Re: [DB-SIG] Controlling return types, again

M.-A. Lemburg Mon, 21 May 2007 10:14:02 -0700

Hmm, a bit hard to read, your reply. I've added some more
quote chars to make it easier...


On 2007-05-19 19:55, Carsten Haese wrote:
> 
>> quote="""
>> In general, I think that we shouldn't expose/impose such a
>> low-level interface for type mapping. These details should be
>> left to the module author and the user shouldn't have bother
>> with them.
>> """
> 
> For the common cases, the user won't have to bother with the low-level
> details. The module author will provide standard maps for the common use
> cases, and they're free to provide a library of nonstandard maps for
> "uncommon" use cases specific to their particular database, too.
> 
> In my opinion, making the low-level details available is the only thing
> that *guarantees* that the application developer can use this mapping
> facility for *any* use case they can think of. If we try to hide the
> low-level details, we might take away a crucial feature the application
> developer needs to get their job done.

The DB-API cannot per-se address low-level details. These are way
to specific to interface requirements imposed by the database
backend.

That's the reason why we have type code objects that allow doing
many-to-one equal comparisons.

Unfortunately, these don't work well with dictionaries since
an object can only have one hash value.

>> quote="""
>> Instead, we should try to find an API with simple methods like
>> e.g. .setinputconverter(), .setoutputconverter() to let the user
>> define new mappings.
>> 
>> The module can then use an implementation like the one you
>> described internally.
>> """
> 
> And how do you propose those simple methods are actually invoked so that
> they cover all common use cases in a database independent way without
> making them unusable for database-specific features?

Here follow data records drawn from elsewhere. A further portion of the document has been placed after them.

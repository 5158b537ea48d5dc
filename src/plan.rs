//! Route a compiled statement to the protocol verb ClickHouse supports for its shape.

use crate::error::SqlMiddlewareDbError;
use crate::render::{self, RenderedQuery};
use crate::rewrite::rewrite_update;
use crate::statement::{CompiledStatement, InsertNode, InsertSource, StatementNode, TableRef};
use crate::types::RowValues;

/// How an INSERT reaches the server, decided by what the AST makes available.
#[derive(Debug, Clone, PartialEq)]
pub enum InsertPlan {
    /// Literal tuples are known client-side: bulk columnar insert.
    LiteralRows {
        table: TableRef,
        columns: Vec<String>,
        rows: Vec<Vec<RowValues>>,
    },
    /// Rows come from a sub-select on the server: command with named parameters.
    FromSubquery {
        table: TableRef,
        query: RenderedQuery,
    },
    /// No recognizable source node: inline-rendered row-returning query.
    Opaque { query: RenderedQuery },
}

#[derive(Debug, Clone, PartialEq)]
pub enum ExecutionPlan {
    Insert(InsertPlan),
    /// Row-returning query; the rows become the result.
    Query(RenderedQuery),
    /// Side effects only; waits for completion, returns no rows.
    Command(RenderedQuery),
}

/// Classify `statement` and render it for the chosen verb.
///
/// # Errors
/// Returns rendering errors from [`render`] and `SqlMiddlewareDbError::ParameterError` when a
/// literal row does not match the column list.
pub fn plan(statement: &CompiledStatement) -> Result<ExecutionPlan, SqlMiddlewareDbError> {
    let sql = statement.sql();
    let params = statement.parameters();
    match statement.node() {
        StatementNode::Insert(node) => plan_insert(statement, node).map(ExecutionPlan::Insert),
        StatementNode::Update(node) => {
            let rewritten = rewrite_update(sql, &node.table);
            render::inline(&rewritten.sql, params).map(ExecutionPlan::Query)
        }
        StatementNode::Select => render::inline(sql, params).map(ExecutionPlan::Query),
        StatementNode::Other => render::inline(sql, params).map(ExecutionPlan::Command),
    }
}

fn plan_insert(
    statement: &CompiledStatement,
    node: &InsertNode,
) -> Result<InsertPlan, SqlMiddlewareDbError> {
    match &node.source {
        Some(InsertSource::Values(rows)) => {
            if let Some((idx, row)) = rows
                .iter()
                .enumerate()
                .find(|(_, row)| row.len() != node.columns.len())
            {
                return Err(SqlMiddlewareDbError::ParameterError(format!(
                    "insert row {idx} has {} values for {} columns",
                    row.len(),
                    node.columns.len()
                )));
            }
            Ok(InsertPlan::LiteralRows {
                table: node.into.clone(),
                columns: node.columns.clone(),
                rows: rows.clone(),
            })
        }
        Some(InsertSource::Select) => Ok(InsertPlan::FromSubquery {
            table: node.into.clone(),
            query: render::named(statement.sql(), statement.parameters())?,
        }),
        None => Ok(InsertPlan::Opaque {
            query: render::inline(statement.sql(), statement.parameters())?,
        }),
    }
}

See below: you pass in a single function which takes care of this.

>> quote="""
>> What I like about the proposal is that it doesn't try to
>> overgeneralize things (a very common habit in Python design).
>> """
> 
> Interesting observation considering that I have tried to find the most
> general solution to the problem at hand. That would mean that my
> proposal is exactly as general as it needs to be ;)

Well, let's put it this way: you could have started defining
a new class structure, using abstract classes, a type registry,
special object methods, various introspection APIs, etc.

Luckily, you avoided all that :-)

>> quote="""
>> A few comments on the bullets in your proposal and a sketch
>> of a slightly modified solution:
>> 
>>     *  Connection and cursor objects will have an attribute called outputmap 
>> that maps objects from the database to the
>> application and an attribute called inputmap that maps objects from the 
>> application to the database. Note that both
>> mappings are between Python objects. The Python objects on the database side 
>> are mapped from and to actual database
>> values by the canonical mapping.
>> 
>> See above. I think we should not expose these low level mapping
>> tables to the user.
>> 
>> Note that the database will typically have different ways of
>> defining the "column type code". Since we already expose this
>> type code in the cursor.description field, we should probably
>> use that as basis.
>> 
>> In any case, the type codes will be database specific. It won't
>> be possible to generically say: map integers to Python floats,
>> since "integers" may refer to a whole set of database types for
>> some backends or only to one type for others.
>> """
> 
> Right. Hence my proposal to use dictionary-like objects to perform the
> adapter function lookup.
> 
>> quote="""
>>     * The default mappings are None for efficiency, which means that only 
>> the canonical mapping is in effect. The same
>> can be achieved by an empty dictionary, but it's faster to check for None 
>> that to check for an empty dictionary.
>> 
>> That's implementation detail and should not be exposed.
>> """
> 
> Well, it's an implementation *hint*. 
> 
>> quote="""
>> We could add .getinputconverter() and .getoutputconverter()
>> to query the currently active mappings in some way.
>> """
> 
> True, but unfortunately, "in some way" makes this suggestion uselessly
> vague.

It was only a sketch. I think I'll write up a formal definition of the
idea and post it here.

>> quote="""
>>     * When a value is fetched from the database, if the value is not None, 
>> its column type (as it would be indicated in
>> cursor.description) is looked up in outputmap, and the resulting callable 
>> object is called upon to convert the fetched
>> value, as illustrated by this pseudo-code:
>> 
>>           converter = cursor.outputmap.get(dbtype, None)
>>           if converter is not None:
>>              fetched_value = converter(fetched_value)
>> 
>> There's a problem here: since fetching the database value from
>> the database will usually involve some more or less complicated
>> C binding code, you can't just pass the fetched_value to a
>> converter since this would mean that you already have a Python
>> object representing the value.
>> """
> 
> Right, and in this step, I do. This step happens after the
> database-dependent canonical mapping, which is informally defined as
> "Whatever the respective API module currently does."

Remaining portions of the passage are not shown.